The conundrum is this: a Prime Minister with a Scottish puritanical background, who is an ardent supporter of the free market - the laissez faire market - is unable to see that this society cannot have grafted onto it the virtues of a society which was based on deferred gratification, or as the Victorians called it "improvement".

The current economic order would collapse if all started to behave as though the only way to get to a better tomorrow would be via self-denial, and the serious application to obtaining the skills necessary for that better tomorrow.

It would also be self-evident that the interpersonal skills demonstrated by a raft of reality TV shows are quite inimical to any kind of social morality, and are the very reason why government is able to degrade care for deprived children, the frail elderly, and the mentally ill, to name but three groups of victims of the current dystopia.

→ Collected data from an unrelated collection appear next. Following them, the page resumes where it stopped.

//! Vehicle playback: interpolated positions, speeds and headings.

use std::collections::BTreeSet;
use std::sync::Arc;

use serde::{Deserialize, Serialize};

use crate::fetch::{create_requests, FrameSource};
use crate::frame_cache::{FrameCache, Sample};
use crate::interpolate::{angle_interp, lerp};
use crate::players::player_trait::{EntityPlayer, RenderRecord};
use crate::replay::config::CacheConfig;
use crate::telemetry::ViolationObserver;
use crate::{EntityId, EntityRecord, Frame, LayerKind, ReplayError, SpatialBound};

/// How far past the query time moving entities are ensured.
pub const MOVING_LOOKAHEAD: f64 = 2.0;

/// One vehicle in one frame.
#[derive(Debug, Clone, PartialEq, Serialize, Deserialize)]
pub struct VehicleRecord {
    /// Vehicle id.
    pub id: EntityId,
    /// Longitude.
    pub lng: f64,
    /// Latitude.
    pub lat: f64,
    /// Heading in radians.
    #[serde(default)]
    pub direction: f64,
    /// Speed.
    #[serde(default)]
    pub v: f64,
    /// Lane the vehicle is on.
    #[serde(default, alias = "laneId")]
    pub lane_id: Option<EntityId>,
    /// Model name used to pick a mesh.
    #[serde(default)]
    pub model: Option<String>,
}

impl EntityRecord for VehicleRecord {
    fn id(&self) -> EntityId {
        self.id
    }
}

/// A vehicle as it should be drawn at one instant.
#[derive(Debug, Clone, PartialEq, Serialize)]
pub struct VehicleState {
    /// Vehicle id.
    pub id: EntityId,
    /// Interpolated longitude.
    pub lng: f64,
    /// Interpolated latitude.
    pub lat: f64,
    /// Interpolated heading in radians, in `[0, 2π)`.
    pub direction: f64,
    /// Interpolated speed.
    pub v: f64,
    /// Known model name, or `None` for the default model.
    pub model: Option<String>,
    /// Whether the renderer may pick this vehicle.
    pub pickable: bool,
}

/// Plays back vehicles.
pub struct VehiclePlayer {
    cache: FrameCache<VehicleRecord>,
    source: Arc<dyn FrameSource<VehicleRecord>>,
    known_models: BTreeSet<String>,
}

impl std::fmt::Debug for VehiclePlayer {
    fn fmt(&self, f: &mut std::fmt::Formatter<'_>) -> std::fmt::Result {
        f.debug_struct("VehiclePlayer")
            .field("cache", &self.cache)
            .field("known_models", &self.known_models)
            .finish_non_exhaustive()
    }
}

impl VehiclePlayer {
    /// Creates a player fetching from `source`.
    ///
    /// # Errors
    ///
    /// Returns [`ReplayError::InvalidConfig`] if `config` fails validation.
    pub fn new(
        source: Arc<dyn FrameSource<VehicleRecord>>,
        config: CacheConfig,
    ) -> Result<Self, ReplayError> {
        Ok(Self {
            cache: FrameCache::new(config)?.with_label("vehicle"),
            source,
            known_models: BTreeSet::new(),
        })
    }

    /// Sets the model names the renderer has meshes for. Vehicles with any other
    /// model are drawn with the default model.
    #[must_use]
    pub fn with_known_models<I, S>(mut self, models: I) -> Self
    where
        I: IntoIterator<Item = S>,
        S: Into<String>,
    {
        self.known_models = models.into_iter().map(Into::into).collect();
        self
    }

    /// Routes cache violations to `observer`.
    #[must_use]
    pub fn with_observer(mut self, observer: Arc<dyn ViolationObserver>) -> Self {
        self.cache = self.cache.with_observer(observer);
        self
    }

    /// The underlying cache.
    #[must_use]
    pub const fn cache(&self) -> &FrameCache<VehicleRecord> {
        &self.cache
    }

    fn normalize_model(&self, model: Option<&String>) -> Option<String> {
        model.filter(|m| self.known_models.contains(*m)).cloned()
    }

    fn states(
        &self,
        sample: Sample<'_, VehicleRecord>,
        t: f64,
        pickable: bool,
    ) -> Vec<VehicleState> {
        let ratio = sample.ratio(t);
        let next = sample.after().map(Frame::by_id);
        sample
            .at_or_before()
            .data
            .iter()
            .map(|a| {
                let mut state = VehicleState {
                    id: a.id,
                    lng: a.lng,
                    lat: a.lat,
                    direction: a.direction,
                    v: a.v,
                    model: self.normalize_model(a.model.as_ref()),
                    pickable,
                };
                if let Some(b) = next.as_ref().and_then(|m| m.get(&a.id)) {
                    state.lng = lerp(a.lng, b.lng, ratio);
                    state.lat = lerp(a.lat, b.lat, ratio);
                    state.direction = angle_interp(a.direction, b.direction, ratio);
                    state.v = lerp(a.v, b.v, ratio);
                }
                state
            })
            .collect()
    }
}

impl EntityPlayer for VehiclePlayer {
    fn kind(&self) -> LayerKind {
        LayerKind::Vehicle
    }

    async fn ensure(&mut self, t: f64, bound: Option<SpatialBound>) -> Result<(), ReplayError> {
        let dt = self.cache.config().dt_hint;
        let source = Arc::clone(&self.source);
        self.cache
            .ensure(t - dt, t + MOVING_LOOKAHEAD, move |start, count, length| {
                create_requests(source.as_ref(), start, count, length, bound)
            })
            .await
    }

    fn render(&self, t: f64, pickable: bool) -> Vec<RenderRecord> {
        self.cache.sample(t).map_or_else(Vec::new, |sample| {
            self.states(sample, t, pickable)
                .into_iter()
                .map(RenderRecord::Vehicle)
                .collect()
        })
    }

    fn reset(&mut self) {
        self.cache.reset();
    }
}
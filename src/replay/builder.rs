//! Assembly of a [`Replay`] from per-kind fetch sources.
//!
//! [`ReplayBuilder`] collects one [`FrameSource`] and [`CacheConfig`] per entity kind,
//! the style targets of the signal and road layers, an optional spatial bound and an
//! optional [`ViolationObserver`]. [`ReplayBuilder::build`] validates every config and
//! creates the players in draw order.

use std::sync::Arc;

use crate::fetch::FrameSource;
use crate::players::player_trait::AnyPlayer;
use crate::replay::config::{CacheConfig, PlaybackConfig};
use crate::replay::driver::Replay;
use crate::telemetry::ViolationObserver;
use crate::{
    EntityId, PedestrianPlayer, PedestrianRecord, ReplayError, RoadStatusPlayer,
    RoadStatusRecord, SpatialBound, TrafficLightPlayer, TrafficLightRecord, VehiclePlayer,
    VehicleRecord,
};

struct LayerSetup<R> {
    source: Arc<dyn FrameSource<R>>,
    config: CacheConfig,
}

struct StyledLayerSetup<R> {
    layer: LayerSetup<R>,
    targets: Vec<EntityId>,
}

/// The [`ReplayBuilder`] assembles a [`Replay`] from one fetch source per entity kind.
///
/// Every kind is optional; kinds without a source are simply never drawn. Configuring
/// the same kind twice replaces the earlier setup.
///
/// # Example
///
/// ```
/// use std::sync::Arc;
/// use futures::FutureExt;
/// use replay_prefetch::{
///     CacheConfig, FetchFuture, Frame, FrameSource, ReplayBuilder, RequestSpec,
///     SpatialBound, VehicleRecord,
/// };
///
/// let vehicles: Arc<dyn FrameSource<VehicleRecord>> = Arc::new(
///     |_spec: RequestSpec, _bound: Option<SpatialBound>| -> FetchFuture<VehicleRecord> {
///         async { Ok(Vec::<Frame<VehicleRecord>>::new()) }.boxed()
///     },
/// );
///
/// let replay = ReplayBuilder::new()
///     .with_vehicles(vehicles, CacheConfig::moving_entities())
///     .build()?;
/// assert_eq!(replay.player_count(), 1);
/// # Ok::<(), replay_prefetch::ReplayError>(())
/// ```
#[must_use = "ReplayBuilder must be consumed by calling build()"]
pub struct ReplayBuilder {
    playback_config: PlaybackConfig,
    vehicles: Option<LayerSetup<VehicleRecord>>,
    known_vehicle_models: Vec<String>,
    pedestrians: Option<LayerSetup<PedestrianRecord>>,
    traffic_lights: Option<StyledLayerSetup<TrafficLightRecord>>,
    road_status: Option<StyledLayerSetup<RoadStatusRecord>>,
    bound: Option<SpatialBound>,
    /// Optional observer for cache and style-target violations.
    violation_observer: Option<Arc<dyn ViolationObserver>>,
}

impl std::fmt::Debug for ReplayBuilder {
    fn fmt(&self, f: &mut std::fmt::Formatter<'_>) -> std::fmt::Result {
        // Destructure to ensure all fields are included when new fields are added.
        let Self {
            playback_config,
            vehicles,
            known_vehicle_models,
            pedestrians,
            traffic_lights,
            road_status,
            bound,
            violation_observer,
        } = self;

        f.debug_struct("ReplayBuilder")
            .field("playback_config", playback_config)
            .field("vehicles", &vehicles.as_ref().map(|l| l.config))
            .field("known_vehicle_models", known_vehicle_models)
            .field("pedestrians", &pedestrians.as_ref().map(|l| l.config))
            .field(
                "traffic_lights",
                &traffic_lights.as_ref().map(|l| (l.layer.config, l.targets.len())),
            )
            .field(
                "road_status",
                &road_status.as_ref().map(|l| (l.layer.config, l.targets.len())),
            )
            .field("bound", bound)
            .field("has_violation_observer", &violation_observer.is_some())
            .finish()
    }
}

impl Default for ReplayBuilder {
    fn default() -> Self {
        Self::new()
    }
}

impl ReplayBuilder {
    /// Creates a builder without any entity kind and with default playback settings.
    pub fn new() -> Self {
        Self {
            playback_config: PlaybackConfig::default(),
            vehicles: None,
            known_vehicle_models: Vec::new(),
            pedestrians: None,
            traffic_lights: None,
            road_status: None,
            bound: None,
            violation_observer: None,
        }
    }

    /// Sets the initial playback state and tick rate.
    pub fn with_playback_config(mut self, config: PlaybackConfig) -> Self {
        self.playback_config = config;
        self
    }

    /// Plays back vehicles fetched from `source`.
    pub fn with_vehicles(
        mut self,
        source: Arc<dyn FrameSource<VehicleRecord>>,
        config: CacheConfig,
    ) -> Self {
        self.vehicles = Some(LayerSetup { source, config });
        self
    }

    /// Sets the vehicle model names the renderer has meshes for.
    pub fn with_known_vehicle_models<I, S>(mut self, models: I) -> Self
    where
        I: IntoIterator<Item = S>,
        S: Into<String>,
    {
        self.known_vehicle_models = models.into_iter().map(Into::into).collect();
        self
    }

    /// Plays back pedestrians fetched from `source`.
    pub fn with_pedestrians(
        mut self,
        source: Arc<dyn FrameSource<PedestrianRecord>>,
        config: CacheConfig,
    ) -> Self {
        self.pedestrians = Some(LayerSetup { source, config });
        self
    }

    /// Paints `junction_lanes` with traffic-light phases fetched from `source`.
    pub fn with_traffic_lights(
        mut self,
        source: Arc<dyn FrameSource<TrafficLightRecord>>,
        config: CacheConfig,
        junction_lanes: impl IntoIterator<Item = EntityId>,
    ) -> Self {
        self.traffic_lights = Some(StyledLayerSetup {
            layer: LayerSetup { source, config },
            targets: junction_lanes.into_iter().collect(),
        });
        self
    }

    /// Paints `roads` with congestion levels fetched from `source`.
    pub fn with_road_status(
        mut self,
        source: Arc<dyn FrameSource<RoadStatusRecord>>,
        config: CacheConfig,
        roads: impl IntoIterator<Item = EntityId>,
    ) -> Self {
        self.road_status = Some(StyledLayerSetup {
            layer: LayerSetup { source, config },
            targets: roads.into_iter().collect(),
        });
        self
    }

    /// Sets the initial spatial bound passed to every fetch.
    pub fn with_bound(mut self, bound: SpatialBound) -> Self {
        self.bound = Some(bound);
        self
    }

    /// Sets a violation observer for every cache and style-target list of the replay.
    ///
    /// # Example
    ///
    /// ```
    /// use replay_prefetch::ReplayBuilder;
    /// use replay_prefetch::telemetry::CollectingObserver;
    /// use std::sync::Arc;
    ///
    /// let observer = Arc::new(CollectingObserver::new());
    /// let replay = ReplayBuilder::new()
    ///     .with_violation_observer(observer.clone())
    ///     .build()?;
    /// assert!(observer.is_empty());
    /// # drop(replay);
    /// # Ok::<(), replay_prefetch::ReplayError>(())
    /// ```
    pub fn with_violation_observer(mut self, observer: Arc<dyn ViolationObserver>) -> Self {
        self.violation_observer = Some(observer);
        self
    }

    /// Validates every configuration and creates the [`Replay`].
    ///
    /// Players are ordered traffic lights, pedestrians, vehicles, road status, which
    /// is also the order of their records in every
    /// [`RenderedFrame`](crate::RenderedFrame).
    ///
    /// # Errors
    ///
    /// Returns [`ReplayError::InvalidConfig`] if the playback configuration or any
    /// cache configuration fails validation.
    pub fn build(self) -> Result<Replay, ReplayError> {
        self.playback_config.validate()?;
        let observer = self.violation_observer;
        let mut players: Vec<AnyPlayer> = Vec::with_capacity(4);

        if let Some(setup) = self.traffic_lights {
            let mut player =
                TrafficLightPlayer::new(setup.layer.source, setup.layer.config, Vec::new())?;
            if let Some(observer) = &observer {
                player = player.with_observer(Arc::clone(observer));
            }
            player.update_style_targets(setup.targets);
            players.push(player.into());
        }
        if let Some(setup) = self.pedestrians {
            let mut player = PedestrianPlayer::new(setup.source, setup.config)?;
            if let Some(observer) = &observer {
                player = player.with_observer(Arc::clone(observer));
            }
            players.push(player.into());
        }
        if let Some(setup) = self.vehicles {
            let mut player = VehiclePlayer::new(setup.source, setup.config)?
                .with_known_models(self.known_vehicle_models);
            if let Some(observer) = &observer {
                player = player.with_observer(Arc::clone(observer));
            }
            players.push(player.into());
        }
        if let Some(setup) = self.road_status {
            let mut player =
                RoadStatusPlayer::new(setup.layer.source, setup.layer.config, Vec::new())?;
            if let Some(observer) = &observer {
                player = player.with_observer(Arc::clone(observer));
            }
            player.update_style_targets(setup.targets);
            players.push(player.into());
        }

        Ok(Replay::new(self.playback_config, players, self.bound))
    }
}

Himmelfarb's writings are of value in reminding us that there was a moral order, exemplified by crime statistics:

In England between 1857 and 1901, the rate of indictable offenses (serious offenses, not including simple assault, drunkenness, or vagrancy) declined by almost 50 percent.

The absolute numbers are even more graphic: while the population grew from 19 million to 33 million, the number of serious crimes fell from 92,000 to 81,000.

1857, by the way, was not the peak year; it is simply the year when the most reliable series of statistics starts. The decline (earlier statistics suggest) actually started in the mid or late 1840s, about the same time as the decline in illegitimacy.

The low crime rate persisted until the mid 1920s, when it started to rise and continued to do so through the war years, levelling off or declining slightly in the early 1950s.

A dramatic rise started in the mid fifties, increasing more than fivefold by 1981 and almost doubling in the following decade. By 1991 the rate was ten times that of 1955 and forty times that of 1901.

Nostalgia is peculiarly the fate of the elderly, but, as Himmelfarb herself makes clear, there was another Victorian England to which we would not wish to return.

And there's the conundrum: we cannot graft onto the current society the bits of a previous, and wholly different 'model of reality', in order to mend current problems.

Brown's search for solutions - if that is his reason for reading Himmelfarb - is a blind ally; the past offers warnings, but not solutions to problems it did not have to encounter.

Quotations above taken from Gertrude Himmelfarb's lecture:
"From Victorian Virtues to Modern Values"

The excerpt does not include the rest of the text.